• [Available data]
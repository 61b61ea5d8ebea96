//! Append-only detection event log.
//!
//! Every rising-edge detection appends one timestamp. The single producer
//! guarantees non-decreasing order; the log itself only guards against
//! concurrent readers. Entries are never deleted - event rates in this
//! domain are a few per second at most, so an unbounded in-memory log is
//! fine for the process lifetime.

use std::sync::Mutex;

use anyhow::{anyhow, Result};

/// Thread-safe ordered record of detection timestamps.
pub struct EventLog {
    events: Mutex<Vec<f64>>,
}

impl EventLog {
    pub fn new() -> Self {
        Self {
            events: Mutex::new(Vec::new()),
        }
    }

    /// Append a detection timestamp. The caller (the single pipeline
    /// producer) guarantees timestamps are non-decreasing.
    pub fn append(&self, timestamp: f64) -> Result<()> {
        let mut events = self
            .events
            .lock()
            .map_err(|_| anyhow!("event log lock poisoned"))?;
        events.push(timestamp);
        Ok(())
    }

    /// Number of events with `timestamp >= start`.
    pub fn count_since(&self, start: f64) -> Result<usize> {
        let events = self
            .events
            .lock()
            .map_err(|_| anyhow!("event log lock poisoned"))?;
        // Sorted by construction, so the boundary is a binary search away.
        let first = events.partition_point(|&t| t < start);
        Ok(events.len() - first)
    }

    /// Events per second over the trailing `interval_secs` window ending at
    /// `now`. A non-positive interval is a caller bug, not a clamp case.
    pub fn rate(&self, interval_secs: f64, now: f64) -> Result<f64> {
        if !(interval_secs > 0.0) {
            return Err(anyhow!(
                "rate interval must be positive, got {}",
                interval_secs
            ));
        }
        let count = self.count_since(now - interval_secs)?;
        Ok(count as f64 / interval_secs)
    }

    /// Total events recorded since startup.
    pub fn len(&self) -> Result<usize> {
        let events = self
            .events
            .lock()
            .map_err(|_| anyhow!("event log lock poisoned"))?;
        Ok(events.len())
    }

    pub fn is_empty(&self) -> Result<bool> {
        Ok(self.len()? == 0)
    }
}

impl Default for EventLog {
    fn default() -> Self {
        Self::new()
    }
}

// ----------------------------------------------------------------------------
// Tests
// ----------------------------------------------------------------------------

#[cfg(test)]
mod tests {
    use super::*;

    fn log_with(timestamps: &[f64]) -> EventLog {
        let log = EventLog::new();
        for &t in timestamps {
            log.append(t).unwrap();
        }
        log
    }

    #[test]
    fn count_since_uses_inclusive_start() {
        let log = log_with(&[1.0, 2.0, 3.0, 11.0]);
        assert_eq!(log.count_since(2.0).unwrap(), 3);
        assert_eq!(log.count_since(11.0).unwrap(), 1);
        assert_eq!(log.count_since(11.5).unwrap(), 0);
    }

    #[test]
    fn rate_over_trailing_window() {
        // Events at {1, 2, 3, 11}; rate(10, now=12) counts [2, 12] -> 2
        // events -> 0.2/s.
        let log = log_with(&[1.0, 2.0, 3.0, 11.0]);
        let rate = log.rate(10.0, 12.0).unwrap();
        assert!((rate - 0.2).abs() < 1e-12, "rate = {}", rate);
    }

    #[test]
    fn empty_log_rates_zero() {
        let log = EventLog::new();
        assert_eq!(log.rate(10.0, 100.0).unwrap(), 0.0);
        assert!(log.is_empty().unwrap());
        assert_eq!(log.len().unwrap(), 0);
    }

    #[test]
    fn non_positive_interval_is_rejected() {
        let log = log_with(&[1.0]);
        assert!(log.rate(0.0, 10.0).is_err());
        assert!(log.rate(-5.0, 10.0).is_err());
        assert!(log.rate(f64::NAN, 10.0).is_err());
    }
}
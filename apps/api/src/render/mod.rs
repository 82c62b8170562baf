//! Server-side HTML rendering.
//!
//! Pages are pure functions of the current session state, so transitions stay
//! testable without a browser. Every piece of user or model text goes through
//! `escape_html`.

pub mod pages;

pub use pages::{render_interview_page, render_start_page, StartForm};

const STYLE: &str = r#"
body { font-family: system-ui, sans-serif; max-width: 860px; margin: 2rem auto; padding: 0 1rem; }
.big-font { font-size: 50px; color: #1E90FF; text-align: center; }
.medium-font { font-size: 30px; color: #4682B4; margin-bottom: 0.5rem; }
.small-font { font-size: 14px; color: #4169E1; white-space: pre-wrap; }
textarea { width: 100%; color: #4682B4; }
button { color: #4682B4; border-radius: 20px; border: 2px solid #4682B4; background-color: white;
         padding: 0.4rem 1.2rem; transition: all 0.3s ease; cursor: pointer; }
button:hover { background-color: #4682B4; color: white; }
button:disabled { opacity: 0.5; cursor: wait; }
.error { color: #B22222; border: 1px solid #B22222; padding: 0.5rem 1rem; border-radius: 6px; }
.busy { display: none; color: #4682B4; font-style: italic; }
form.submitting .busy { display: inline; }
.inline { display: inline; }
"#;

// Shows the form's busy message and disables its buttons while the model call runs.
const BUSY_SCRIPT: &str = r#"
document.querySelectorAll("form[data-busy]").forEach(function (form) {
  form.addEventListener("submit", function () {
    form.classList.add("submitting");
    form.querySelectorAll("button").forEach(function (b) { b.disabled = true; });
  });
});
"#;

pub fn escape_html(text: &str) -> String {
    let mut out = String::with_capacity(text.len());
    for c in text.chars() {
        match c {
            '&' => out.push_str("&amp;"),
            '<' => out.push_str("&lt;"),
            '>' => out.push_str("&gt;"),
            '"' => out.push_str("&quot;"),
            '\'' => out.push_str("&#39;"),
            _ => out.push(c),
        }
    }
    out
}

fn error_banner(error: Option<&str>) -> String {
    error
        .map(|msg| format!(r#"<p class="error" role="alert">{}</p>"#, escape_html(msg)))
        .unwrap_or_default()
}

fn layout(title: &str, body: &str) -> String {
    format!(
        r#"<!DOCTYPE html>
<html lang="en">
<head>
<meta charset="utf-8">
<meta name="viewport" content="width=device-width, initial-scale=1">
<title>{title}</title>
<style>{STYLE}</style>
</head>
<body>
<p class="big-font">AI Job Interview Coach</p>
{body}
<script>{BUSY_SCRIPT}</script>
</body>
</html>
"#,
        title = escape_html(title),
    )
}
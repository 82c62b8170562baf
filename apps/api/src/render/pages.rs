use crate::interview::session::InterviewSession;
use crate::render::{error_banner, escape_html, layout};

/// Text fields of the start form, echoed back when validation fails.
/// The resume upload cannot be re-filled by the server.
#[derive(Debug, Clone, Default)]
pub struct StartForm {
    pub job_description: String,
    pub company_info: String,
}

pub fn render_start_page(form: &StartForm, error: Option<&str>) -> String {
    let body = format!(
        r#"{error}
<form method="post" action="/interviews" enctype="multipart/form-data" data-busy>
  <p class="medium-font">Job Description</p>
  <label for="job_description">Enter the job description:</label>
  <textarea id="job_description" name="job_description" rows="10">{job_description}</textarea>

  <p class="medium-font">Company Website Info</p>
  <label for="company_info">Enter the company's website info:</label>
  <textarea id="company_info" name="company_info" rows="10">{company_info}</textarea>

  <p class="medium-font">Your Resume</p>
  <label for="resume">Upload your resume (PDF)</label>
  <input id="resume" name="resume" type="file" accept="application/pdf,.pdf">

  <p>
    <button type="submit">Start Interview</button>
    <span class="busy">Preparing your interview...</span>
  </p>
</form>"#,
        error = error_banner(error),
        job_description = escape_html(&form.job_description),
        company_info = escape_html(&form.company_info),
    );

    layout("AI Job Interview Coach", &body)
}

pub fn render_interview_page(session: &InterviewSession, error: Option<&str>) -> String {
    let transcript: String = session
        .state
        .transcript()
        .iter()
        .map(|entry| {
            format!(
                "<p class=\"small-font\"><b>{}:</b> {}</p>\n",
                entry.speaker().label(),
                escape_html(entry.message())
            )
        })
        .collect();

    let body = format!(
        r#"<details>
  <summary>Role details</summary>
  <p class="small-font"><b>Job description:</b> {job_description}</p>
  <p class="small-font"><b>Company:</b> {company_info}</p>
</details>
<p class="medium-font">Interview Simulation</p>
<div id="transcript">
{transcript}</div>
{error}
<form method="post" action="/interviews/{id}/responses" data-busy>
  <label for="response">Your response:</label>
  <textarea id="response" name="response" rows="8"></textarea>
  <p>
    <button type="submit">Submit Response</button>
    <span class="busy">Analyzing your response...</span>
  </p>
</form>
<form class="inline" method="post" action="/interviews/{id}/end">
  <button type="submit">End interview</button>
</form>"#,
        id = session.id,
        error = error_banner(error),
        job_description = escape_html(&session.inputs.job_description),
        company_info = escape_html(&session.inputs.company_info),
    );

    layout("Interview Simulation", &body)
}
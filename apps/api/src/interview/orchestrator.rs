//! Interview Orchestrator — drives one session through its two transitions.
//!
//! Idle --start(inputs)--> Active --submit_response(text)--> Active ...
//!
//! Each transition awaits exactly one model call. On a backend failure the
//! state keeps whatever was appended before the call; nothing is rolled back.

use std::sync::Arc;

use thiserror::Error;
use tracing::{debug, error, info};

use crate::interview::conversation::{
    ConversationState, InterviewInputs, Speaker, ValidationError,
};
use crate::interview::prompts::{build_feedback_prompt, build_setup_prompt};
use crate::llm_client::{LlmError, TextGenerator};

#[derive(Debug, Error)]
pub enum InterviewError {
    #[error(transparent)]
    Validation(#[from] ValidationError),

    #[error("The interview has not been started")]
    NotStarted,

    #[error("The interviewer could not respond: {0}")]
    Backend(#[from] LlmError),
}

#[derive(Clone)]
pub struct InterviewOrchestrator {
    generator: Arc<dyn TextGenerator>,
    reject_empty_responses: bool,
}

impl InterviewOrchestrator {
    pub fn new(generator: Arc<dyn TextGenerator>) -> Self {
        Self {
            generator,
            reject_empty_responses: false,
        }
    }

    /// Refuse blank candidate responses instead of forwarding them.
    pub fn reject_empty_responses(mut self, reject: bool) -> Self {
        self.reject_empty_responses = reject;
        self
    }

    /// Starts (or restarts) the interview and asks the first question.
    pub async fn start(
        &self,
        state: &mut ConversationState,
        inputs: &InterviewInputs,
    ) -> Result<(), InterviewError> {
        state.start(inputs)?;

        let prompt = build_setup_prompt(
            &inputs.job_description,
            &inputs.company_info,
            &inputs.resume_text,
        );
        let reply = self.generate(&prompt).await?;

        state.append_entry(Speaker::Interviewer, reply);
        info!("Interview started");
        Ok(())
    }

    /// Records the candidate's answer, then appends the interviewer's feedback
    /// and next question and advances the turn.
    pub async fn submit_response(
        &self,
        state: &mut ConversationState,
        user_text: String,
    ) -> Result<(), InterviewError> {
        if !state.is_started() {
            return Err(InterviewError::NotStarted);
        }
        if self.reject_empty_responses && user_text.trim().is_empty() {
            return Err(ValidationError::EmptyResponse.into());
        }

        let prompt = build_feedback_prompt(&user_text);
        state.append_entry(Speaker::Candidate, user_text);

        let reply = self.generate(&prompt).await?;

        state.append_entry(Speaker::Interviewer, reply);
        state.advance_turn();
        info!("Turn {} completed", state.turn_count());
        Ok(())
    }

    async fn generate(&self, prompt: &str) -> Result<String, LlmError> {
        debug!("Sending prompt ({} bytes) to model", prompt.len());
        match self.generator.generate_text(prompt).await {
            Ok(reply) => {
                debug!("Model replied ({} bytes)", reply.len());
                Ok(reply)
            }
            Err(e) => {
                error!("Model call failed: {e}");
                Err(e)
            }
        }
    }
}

• [Task brief]
The answer must consist of every line in the records above that contains the word "session".

• [Task output]
//! Pages are pure functions of the current session state, so transitions stay
use crate::interview::session::InterviewSession;
pub fn render_interview_page(session: &InterviewSession, error: Option<&str>) -> String {
    let transcript: String = session
        id = session.id,
        job_description = escape_html(&session.inputs.job_description),
        company_info = escape_html(&session.inputs.company_info),
//! Interview Orchestrator — drives one session through its two transitions.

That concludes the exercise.